Task description:
Whenever the string "high" turns up in a line of the data below, copy that line.

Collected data
──────────
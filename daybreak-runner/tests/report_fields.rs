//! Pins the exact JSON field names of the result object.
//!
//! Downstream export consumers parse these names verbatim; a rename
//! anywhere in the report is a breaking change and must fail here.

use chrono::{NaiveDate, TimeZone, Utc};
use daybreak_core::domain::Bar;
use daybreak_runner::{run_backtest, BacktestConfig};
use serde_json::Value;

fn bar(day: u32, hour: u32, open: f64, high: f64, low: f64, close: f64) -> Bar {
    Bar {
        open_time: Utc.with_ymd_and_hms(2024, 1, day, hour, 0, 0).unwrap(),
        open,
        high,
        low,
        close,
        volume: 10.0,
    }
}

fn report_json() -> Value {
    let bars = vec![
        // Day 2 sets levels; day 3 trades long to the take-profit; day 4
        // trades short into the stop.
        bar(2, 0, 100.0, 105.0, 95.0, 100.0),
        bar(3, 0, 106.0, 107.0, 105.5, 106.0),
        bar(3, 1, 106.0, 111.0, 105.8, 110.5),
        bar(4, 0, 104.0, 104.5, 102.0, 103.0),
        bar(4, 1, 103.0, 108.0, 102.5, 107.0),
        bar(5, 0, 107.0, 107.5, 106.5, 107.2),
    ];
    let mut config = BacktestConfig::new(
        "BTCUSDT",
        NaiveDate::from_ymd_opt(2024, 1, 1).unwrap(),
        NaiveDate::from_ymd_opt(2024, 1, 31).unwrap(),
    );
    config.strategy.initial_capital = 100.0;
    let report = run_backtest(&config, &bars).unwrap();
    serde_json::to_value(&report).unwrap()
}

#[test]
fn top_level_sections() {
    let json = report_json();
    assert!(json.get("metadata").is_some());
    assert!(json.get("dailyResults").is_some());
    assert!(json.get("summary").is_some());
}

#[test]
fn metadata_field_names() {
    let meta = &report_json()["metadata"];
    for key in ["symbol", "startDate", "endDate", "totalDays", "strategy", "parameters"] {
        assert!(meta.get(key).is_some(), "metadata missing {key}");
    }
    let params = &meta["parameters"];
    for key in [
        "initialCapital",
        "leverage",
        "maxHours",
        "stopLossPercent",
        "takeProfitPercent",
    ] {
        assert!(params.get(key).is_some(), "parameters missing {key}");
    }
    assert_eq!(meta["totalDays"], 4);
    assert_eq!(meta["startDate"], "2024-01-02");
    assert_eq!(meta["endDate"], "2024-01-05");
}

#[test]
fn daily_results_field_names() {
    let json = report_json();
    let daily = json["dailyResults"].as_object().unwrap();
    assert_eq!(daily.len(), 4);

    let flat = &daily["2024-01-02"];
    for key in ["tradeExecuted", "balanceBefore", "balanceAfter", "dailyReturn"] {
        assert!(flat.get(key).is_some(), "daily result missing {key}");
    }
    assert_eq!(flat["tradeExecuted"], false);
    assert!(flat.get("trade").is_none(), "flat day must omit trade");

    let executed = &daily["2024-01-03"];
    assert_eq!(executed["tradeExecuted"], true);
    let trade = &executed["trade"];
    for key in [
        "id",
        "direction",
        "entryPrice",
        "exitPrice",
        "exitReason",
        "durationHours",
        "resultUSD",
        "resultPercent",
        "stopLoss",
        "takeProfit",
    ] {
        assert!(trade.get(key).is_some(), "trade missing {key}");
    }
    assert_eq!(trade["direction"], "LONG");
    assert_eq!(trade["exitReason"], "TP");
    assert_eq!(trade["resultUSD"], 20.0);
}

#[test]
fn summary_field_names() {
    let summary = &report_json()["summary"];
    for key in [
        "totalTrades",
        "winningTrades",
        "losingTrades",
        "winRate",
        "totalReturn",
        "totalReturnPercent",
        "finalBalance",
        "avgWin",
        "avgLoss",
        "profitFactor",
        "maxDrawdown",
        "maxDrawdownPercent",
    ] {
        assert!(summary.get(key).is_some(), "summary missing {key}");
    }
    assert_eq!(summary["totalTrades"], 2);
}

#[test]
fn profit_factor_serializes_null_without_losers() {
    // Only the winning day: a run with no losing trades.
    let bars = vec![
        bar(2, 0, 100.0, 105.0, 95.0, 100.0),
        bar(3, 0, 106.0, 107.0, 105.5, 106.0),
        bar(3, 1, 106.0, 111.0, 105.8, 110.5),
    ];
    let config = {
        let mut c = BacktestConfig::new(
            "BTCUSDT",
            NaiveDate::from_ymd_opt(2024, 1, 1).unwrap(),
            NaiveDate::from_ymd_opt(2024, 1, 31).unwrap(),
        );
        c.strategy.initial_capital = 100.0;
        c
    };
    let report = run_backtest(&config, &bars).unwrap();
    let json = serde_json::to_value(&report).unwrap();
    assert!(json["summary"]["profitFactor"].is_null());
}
──────────
Answer space:
fn bar(day: u32, hour: u32, open: f64, high: f64, low: f64, close: f64) -> Bar {
        high,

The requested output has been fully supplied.